__Input material__:
○ ○ ○ ○

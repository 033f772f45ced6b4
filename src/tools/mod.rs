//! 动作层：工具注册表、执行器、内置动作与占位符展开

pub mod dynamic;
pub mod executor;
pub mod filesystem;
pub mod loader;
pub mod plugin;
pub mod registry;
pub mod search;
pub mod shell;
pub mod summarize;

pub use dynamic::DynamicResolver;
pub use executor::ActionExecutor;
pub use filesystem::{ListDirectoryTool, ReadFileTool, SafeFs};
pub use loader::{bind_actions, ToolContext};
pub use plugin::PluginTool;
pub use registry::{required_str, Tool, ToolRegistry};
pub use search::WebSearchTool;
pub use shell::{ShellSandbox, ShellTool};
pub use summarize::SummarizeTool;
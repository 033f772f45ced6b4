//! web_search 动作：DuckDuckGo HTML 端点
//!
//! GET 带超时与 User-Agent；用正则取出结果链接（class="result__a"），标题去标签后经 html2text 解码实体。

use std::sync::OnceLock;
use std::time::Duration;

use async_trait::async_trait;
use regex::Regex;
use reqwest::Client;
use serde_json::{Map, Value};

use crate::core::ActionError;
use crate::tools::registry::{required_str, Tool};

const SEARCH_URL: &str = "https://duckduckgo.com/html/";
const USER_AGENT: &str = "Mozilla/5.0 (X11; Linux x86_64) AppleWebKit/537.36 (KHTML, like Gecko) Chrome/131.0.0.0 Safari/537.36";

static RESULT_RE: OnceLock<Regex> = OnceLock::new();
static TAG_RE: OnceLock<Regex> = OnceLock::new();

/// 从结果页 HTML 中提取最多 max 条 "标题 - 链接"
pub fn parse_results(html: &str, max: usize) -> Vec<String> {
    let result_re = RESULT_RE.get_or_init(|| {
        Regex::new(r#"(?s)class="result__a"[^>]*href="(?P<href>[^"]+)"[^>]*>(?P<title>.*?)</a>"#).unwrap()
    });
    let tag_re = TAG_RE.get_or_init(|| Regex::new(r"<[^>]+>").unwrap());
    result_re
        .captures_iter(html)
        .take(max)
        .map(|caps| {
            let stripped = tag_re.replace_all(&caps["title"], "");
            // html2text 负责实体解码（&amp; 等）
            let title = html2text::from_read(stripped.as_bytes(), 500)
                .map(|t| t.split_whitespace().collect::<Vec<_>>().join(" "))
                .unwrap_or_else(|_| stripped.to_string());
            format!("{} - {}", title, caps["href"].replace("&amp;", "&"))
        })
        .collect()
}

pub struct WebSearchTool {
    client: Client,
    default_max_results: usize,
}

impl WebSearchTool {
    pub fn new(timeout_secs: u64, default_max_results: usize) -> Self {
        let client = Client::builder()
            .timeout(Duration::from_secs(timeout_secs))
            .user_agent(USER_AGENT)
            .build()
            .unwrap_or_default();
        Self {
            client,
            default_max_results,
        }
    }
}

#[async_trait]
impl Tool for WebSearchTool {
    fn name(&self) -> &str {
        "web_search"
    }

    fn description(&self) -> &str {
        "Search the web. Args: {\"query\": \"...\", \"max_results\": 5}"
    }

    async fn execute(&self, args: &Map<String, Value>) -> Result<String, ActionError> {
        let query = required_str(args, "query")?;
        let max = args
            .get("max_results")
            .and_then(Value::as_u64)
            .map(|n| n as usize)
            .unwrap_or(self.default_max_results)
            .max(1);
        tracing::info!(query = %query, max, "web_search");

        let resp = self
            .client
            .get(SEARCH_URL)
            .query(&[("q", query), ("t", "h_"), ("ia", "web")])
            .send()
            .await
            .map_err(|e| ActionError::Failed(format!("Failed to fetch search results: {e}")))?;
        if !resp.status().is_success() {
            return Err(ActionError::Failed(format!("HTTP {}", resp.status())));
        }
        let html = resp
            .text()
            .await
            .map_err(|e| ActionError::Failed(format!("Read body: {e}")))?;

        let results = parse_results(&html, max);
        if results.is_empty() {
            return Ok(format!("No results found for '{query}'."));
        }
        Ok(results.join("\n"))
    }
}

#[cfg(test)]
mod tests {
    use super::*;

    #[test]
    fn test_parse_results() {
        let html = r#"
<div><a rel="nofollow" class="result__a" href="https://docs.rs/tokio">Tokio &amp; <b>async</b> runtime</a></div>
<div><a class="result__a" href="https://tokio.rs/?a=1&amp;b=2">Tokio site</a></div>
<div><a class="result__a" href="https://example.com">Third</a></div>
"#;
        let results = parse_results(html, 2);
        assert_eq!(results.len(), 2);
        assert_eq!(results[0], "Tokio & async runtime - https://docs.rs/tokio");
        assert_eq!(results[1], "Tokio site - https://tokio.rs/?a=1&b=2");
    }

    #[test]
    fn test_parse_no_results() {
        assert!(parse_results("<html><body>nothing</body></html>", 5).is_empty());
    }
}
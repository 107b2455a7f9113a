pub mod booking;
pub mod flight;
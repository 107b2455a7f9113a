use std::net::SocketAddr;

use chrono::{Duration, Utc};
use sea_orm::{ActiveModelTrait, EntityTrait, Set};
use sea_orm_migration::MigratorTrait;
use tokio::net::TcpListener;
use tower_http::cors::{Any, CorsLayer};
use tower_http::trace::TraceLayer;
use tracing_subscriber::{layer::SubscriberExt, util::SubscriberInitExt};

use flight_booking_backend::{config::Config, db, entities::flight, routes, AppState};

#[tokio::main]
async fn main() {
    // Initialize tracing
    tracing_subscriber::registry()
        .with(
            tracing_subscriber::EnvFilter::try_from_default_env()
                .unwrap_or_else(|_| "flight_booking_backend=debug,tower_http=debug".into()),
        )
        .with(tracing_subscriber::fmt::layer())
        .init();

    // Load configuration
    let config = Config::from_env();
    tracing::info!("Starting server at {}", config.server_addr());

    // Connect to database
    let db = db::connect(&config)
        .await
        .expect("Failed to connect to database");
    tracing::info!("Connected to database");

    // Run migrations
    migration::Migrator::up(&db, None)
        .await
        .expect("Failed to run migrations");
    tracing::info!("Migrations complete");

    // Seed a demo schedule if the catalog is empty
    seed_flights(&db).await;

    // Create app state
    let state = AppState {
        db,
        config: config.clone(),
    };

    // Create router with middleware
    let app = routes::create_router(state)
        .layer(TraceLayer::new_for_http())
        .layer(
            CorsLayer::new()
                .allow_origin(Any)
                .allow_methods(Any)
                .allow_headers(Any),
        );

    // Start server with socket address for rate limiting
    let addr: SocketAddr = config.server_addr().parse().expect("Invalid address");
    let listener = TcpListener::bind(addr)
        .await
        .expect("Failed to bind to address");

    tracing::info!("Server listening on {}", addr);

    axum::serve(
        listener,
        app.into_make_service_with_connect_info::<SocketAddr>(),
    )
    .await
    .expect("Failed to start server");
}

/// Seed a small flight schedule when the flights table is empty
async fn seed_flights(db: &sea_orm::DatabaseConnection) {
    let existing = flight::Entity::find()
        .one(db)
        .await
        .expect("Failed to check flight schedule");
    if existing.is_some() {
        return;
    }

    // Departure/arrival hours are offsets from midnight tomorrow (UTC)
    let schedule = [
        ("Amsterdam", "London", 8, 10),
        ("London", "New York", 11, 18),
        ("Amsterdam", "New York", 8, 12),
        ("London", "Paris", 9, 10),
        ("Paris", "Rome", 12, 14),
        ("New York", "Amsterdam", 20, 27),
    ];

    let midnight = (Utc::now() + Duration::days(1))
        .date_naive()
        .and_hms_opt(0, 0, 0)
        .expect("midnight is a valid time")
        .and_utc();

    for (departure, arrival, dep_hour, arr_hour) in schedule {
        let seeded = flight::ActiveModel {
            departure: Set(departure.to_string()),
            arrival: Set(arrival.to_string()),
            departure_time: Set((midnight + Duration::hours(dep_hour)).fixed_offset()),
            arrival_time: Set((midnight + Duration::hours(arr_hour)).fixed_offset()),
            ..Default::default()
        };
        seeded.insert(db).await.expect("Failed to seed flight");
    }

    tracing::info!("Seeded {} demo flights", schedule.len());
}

○ ○ ○ ○

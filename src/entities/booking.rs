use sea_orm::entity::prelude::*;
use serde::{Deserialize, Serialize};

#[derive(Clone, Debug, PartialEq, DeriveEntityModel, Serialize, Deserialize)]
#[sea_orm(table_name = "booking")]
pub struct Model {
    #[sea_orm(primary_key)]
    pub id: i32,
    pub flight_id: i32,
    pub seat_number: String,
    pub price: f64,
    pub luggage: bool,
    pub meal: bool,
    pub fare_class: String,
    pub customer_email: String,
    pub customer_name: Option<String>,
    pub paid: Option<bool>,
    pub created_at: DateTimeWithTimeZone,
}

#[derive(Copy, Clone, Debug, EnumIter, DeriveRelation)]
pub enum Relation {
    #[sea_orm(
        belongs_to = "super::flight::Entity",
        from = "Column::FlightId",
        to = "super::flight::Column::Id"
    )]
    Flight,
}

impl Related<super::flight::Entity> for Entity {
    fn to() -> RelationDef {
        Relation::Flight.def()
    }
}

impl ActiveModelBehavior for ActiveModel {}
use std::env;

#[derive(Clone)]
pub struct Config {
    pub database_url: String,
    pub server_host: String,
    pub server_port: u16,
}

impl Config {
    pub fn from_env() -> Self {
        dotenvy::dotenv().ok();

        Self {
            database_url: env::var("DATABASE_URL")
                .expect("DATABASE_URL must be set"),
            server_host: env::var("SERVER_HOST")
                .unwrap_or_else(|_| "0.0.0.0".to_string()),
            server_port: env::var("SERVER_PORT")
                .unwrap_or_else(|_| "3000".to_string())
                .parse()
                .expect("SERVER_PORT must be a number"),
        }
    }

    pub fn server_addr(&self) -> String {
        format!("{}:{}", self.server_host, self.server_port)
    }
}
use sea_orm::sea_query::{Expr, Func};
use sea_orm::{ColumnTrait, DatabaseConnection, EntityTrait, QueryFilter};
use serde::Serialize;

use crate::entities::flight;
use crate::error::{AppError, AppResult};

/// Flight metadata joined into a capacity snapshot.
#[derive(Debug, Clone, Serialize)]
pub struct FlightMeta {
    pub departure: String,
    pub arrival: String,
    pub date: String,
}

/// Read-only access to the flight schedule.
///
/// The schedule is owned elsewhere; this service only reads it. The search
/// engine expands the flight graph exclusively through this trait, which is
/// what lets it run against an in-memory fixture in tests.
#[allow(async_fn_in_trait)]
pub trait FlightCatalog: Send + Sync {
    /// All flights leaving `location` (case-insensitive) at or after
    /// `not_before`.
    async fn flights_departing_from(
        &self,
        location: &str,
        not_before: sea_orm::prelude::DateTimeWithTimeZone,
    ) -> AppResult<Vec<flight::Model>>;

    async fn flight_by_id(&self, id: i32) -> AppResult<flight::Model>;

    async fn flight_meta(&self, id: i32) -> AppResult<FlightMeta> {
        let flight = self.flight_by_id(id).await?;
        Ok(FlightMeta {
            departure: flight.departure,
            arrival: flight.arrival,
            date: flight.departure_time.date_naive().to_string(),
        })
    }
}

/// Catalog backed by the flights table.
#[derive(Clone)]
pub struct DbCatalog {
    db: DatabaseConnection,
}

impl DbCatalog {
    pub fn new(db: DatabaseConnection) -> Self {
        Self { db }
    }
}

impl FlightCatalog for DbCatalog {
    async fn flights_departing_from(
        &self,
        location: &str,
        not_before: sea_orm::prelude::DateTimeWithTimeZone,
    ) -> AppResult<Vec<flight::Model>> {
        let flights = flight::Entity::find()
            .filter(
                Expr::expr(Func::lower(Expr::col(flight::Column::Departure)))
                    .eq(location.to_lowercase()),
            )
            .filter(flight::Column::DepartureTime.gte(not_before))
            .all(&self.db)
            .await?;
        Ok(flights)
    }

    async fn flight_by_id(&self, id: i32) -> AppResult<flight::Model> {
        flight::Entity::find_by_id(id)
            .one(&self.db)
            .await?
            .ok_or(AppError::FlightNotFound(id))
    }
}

○ ○ ○ ○

__What you need to do__: The expected result is every line above containing the string "Deserialize".

__Answer space__:
use serde::{Deserialize, Serialize};
#[derive(Clone, Debug, PartialEq, DeriveEntityModel, Serialize, Deserialize)]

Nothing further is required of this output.